**What you have to do**
Using the records below, copy every line that holds the string "degree".

**Records provided**

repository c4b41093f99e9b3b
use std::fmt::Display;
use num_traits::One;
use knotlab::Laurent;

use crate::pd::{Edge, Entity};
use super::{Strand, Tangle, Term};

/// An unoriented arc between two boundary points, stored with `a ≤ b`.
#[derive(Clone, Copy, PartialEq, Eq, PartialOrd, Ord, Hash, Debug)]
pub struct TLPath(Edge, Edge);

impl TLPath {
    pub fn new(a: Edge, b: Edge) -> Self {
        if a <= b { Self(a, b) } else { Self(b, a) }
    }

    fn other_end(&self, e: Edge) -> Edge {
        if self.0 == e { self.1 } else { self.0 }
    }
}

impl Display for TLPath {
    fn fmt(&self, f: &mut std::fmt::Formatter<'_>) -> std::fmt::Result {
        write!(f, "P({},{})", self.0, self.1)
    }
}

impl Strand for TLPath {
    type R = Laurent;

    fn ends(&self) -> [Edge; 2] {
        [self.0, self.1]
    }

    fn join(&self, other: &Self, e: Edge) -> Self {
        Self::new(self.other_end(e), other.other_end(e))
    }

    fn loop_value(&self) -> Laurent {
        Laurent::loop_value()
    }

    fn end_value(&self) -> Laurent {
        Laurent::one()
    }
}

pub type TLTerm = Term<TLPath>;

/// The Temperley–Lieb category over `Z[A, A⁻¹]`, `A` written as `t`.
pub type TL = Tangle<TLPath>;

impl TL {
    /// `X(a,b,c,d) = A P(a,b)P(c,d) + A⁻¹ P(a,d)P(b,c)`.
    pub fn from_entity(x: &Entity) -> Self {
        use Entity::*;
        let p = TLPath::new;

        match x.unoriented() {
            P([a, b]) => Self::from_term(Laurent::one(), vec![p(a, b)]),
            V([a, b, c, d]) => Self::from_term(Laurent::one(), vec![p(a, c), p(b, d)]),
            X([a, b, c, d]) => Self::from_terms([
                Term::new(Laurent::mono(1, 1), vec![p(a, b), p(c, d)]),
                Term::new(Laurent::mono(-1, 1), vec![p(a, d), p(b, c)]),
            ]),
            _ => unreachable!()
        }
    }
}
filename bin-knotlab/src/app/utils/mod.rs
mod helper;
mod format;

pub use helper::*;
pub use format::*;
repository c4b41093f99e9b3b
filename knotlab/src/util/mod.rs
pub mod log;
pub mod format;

...

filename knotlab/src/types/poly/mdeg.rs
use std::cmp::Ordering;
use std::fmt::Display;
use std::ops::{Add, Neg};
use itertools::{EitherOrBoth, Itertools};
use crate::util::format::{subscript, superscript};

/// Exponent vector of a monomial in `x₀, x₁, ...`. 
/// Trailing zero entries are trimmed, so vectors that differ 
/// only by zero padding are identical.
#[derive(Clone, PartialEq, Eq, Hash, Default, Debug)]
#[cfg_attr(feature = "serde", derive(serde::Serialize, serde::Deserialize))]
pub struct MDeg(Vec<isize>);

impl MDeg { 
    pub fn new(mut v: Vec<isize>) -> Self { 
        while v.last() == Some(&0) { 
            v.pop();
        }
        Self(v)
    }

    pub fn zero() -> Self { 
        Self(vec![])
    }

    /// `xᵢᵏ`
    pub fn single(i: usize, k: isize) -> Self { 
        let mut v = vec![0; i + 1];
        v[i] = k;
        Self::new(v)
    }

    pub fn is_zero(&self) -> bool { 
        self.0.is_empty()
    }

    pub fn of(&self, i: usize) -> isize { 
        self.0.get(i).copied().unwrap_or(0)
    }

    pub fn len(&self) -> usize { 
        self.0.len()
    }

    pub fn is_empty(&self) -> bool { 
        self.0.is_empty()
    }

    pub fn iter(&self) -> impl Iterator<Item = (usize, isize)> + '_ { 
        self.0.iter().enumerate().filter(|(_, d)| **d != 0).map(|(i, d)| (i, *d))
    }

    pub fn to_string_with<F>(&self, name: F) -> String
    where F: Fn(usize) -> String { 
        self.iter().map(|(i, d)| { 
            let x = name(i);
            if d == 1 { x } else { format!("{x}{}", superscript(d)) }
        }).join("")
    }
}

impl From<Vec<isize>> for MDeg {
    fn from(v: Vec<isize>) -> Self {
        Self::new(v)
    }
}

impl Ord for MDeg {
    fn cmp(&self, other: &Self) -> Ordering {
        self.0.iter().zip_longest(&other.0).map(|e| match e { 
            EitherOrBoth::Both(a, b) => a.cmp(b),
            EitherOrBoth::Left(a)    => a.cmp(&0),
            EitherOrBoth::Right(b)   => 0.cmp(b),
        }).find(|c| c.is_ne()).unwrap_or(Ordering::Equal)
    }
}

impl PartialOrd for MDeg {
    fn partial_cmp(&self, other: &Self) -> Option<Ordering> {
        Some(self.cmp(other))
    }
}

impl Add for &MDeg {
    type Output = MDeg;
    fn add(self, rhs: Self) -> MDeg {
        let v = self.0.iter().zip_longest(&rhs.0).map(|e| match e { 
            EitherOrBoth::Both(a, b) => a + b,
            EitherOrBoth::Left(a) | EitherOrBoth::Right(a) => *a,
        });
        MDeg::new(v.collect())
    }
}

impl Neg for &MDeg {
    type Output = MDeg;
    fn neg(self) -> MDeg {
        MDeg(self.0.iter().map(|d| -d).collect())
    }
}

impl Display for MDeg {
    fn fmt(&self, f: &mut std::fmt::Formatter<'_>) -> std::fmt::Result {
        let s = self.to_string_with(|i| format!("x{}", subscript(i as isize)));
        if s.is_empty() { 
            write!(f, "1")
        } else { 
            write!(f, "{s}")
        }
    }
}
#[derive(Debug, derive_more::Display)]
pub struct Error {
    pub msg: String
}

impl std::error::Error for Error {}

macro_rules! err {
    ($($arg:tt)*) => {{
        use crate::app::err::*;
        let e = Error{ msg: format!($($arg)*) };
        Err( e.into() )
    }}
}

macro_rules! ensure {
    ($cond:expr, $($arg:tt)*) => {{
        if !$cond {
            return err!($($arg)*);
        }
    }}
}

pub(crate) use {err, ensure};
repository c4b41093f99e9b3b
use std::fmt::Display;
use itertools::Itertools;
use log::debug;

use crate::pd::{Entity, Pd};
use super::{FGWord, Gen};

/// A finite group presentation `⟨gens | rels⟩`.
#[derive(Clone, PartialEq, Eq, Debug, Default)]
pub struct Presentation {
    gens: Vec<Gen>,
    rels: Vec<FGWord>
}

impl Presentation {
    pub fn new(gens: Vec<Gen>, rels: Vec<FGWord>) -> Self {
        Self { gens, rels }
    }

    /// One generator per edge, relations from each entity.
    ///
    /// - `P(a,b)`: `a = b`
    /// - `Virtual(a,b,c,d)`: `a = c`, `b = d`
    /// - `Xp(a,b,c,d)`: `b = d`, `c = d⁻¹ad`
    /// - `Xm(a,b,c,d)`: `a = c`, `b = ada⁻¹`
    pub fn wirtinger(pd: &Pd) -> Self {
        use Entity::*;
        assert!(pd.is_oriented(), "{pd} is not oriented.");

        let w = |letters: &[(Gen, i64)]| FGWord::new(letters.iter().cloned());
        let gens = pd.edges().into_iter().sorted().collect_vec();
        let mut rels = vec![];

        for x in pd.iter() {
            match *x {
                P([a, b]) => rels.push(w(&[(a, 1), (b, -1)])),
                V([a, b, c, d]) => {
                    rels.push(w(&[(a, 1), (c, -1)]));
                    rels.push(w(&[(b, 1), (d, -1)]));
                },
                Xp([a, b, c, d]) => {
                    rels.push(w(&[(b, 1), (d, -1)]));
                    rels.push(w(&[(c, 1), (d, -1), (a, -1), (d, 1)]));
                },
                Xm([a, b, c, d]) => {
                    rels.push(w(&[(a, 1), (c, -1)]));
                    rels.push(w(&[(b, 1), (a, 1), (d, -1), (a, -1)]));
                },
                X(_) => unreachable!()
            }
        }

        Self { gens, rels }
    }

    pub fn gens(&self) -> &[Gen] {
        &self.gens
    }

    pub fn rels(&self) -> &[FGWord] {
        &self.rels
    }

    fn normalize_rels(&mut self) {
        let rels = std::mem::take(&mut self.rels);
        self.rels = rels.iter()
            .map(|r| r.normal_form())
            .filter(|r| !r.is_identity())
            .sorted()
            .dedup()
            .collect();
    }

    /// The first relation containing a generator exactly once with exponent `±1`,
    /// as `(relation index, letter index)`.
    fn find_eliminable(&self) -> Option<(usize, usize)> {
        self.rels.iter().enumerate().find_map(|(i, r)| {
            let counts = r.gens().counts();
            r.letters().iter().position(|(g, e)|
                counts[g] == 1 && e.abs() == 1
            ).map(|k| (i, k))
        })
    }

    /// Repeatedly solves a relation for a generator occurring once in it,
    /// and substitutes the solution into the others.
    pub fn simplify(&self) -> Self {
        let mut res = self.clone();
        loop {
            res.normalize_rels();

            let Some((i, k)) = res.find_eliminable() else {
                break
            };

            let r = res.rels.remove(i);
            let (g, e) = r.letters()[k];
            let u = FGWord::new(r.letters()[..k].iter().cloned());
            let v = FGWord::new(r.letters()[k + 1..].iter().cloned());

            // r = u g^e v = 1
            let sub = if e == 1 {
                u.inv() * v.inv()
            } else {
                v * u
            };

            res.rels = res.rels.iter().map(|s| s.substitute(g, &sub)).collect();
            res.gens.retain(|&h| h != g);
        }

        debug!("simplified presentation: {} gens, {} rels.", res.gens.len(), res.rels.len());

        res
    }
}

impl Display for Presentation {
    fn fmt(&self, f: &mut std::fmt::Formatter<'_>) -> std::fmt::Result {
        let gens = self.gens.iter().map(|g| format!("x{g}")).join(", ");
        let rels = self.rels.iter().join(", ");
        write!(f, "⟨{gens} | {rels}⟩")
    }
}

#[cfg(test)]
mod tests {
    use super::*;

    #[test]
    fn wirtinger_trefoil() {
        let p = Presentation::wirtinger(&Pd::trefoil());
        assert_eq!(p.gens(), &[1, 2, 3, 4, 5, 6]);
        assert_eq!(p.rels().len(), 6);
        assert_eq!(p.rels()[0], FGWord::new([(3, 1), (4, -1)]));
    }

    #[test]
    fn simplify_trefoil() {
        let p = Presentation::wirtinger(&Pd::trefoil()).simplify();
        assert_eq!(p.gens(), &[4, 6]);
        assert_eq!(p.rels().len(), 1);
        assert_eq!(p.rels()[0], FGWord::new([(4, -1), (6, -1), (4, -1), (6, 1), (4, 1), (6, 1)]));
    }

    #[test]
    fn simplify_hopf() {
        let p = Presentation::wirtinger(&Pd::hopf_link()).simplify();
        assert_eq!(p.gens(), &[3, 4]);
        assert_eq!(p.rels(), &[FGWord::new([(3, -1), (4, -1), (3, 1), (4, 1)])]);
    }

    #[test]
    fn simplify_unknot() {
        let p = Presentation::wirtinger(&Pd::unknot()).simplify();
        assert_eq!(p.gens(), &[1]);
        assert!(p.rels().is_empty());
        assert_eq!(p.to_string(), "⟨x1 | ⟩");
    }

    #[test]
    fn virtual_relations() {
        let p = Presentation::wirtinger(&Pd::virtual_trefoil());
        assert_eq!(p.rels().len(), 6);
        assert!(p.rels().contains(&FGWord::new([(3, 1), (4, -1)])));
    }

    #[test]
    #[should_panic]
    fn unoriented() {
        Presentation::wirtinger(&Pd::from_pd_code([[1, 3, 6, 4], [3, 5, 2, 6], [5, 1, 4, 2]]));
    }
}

---

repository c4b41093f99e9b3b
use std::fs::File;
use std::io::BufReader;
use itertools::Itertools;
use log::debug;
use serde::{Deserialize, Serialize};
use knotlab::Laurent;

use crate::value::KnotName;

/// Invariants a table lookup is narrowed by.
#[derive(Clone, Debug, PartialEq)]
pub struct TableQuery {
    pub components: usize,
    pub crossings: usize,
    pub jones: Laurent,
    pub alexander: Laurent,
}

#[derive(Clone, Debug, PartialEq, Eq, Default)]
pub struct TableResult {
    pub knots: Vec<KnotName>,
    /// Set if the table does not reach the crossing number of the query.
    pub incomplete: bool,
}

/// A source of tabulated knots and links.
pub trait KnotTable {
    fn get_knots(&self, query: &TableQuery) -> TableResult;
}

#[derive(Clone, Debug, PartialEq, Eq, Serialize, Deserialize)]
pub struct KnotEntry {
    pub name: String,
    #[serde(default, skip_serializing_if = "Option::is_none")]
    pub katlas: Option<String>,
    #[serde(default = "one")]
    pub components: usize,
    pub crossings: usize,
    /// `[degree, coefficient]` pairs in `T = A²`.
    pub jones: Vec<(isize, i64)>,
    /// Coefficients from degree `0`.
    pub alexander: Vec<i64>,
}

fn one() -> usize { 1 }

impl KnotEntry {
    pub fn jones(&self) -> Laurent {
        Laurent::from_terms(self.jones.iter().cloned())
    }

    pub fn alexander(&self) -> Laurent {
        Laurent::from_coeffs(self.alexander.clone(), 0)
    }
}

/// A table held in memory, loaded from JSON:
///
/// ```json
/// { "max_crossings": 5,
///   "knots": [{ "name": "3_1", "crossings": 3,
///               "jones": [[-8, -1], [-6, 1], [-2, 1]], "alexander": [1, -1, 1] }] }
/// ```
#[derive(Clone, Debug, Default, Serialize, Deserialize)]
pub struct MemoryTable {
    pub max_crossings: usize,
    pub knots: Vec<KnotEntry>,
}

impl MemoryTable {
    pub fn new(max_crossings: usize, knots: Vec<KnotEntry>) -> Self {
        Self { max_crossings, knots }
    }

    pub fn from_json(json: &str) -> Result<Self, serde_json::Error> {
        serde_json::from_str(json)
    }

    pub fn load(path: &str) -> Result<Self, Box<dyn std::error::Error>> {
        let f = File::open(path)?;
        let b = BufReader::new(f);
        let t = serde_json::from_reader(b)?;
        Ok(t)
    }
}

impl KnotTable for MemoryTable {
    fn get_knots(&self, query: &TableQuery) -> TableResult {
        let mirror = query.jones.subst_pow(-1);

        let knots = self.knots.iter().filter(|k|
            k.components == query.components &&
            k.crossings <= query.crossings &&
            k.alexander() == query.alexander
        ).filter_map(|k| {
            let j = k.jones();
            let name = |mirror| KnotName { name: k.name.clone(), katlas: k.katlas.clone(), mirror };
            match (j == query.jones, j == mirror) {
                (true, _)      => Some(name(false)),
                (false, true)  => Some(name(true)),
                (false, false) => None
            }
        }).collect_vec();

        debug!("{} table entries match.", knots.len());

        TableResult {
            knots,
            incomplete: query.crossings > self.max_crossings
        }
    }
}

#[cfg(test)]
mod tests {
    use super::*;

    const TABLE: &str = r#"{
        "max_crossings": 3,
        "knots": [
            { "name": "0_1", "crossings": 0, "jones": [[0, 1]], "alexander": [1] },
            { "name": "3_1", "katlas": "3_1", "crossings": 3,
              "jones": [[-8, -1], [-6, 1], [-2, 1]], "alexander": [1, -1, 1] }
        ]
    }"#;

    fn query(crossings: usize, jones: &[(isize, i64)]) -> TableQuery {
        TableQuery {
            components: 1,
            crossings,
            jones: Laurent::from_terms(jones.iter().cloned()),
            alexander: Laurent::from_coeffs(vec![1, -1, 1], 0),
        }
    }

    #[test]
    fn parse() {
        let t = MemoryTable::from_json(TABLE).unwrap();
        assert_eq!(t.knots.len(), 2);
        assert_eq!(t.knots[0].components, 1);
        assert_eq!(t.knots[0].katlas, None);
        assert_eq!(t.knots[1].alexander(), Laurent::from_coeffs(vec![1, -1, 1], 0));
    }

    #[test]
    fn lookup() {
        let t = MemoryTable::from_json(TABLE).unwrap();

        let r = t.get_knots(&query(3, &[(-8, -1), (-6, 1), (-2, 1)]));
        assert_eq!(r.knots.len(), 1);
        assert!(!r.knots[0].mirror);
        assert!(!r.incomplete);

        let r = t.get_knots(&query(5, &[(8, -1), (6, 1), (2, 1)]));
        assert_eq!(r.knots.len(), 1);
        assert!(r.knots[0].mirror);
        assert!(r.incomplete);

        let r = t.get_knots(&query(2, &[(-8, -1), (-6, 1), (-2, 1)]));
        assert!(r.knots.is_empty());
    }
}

**Problem solution**
    /// `[degree, coefficient]` pairs in `T = A²`.
    /// Coefficients from degree `0`.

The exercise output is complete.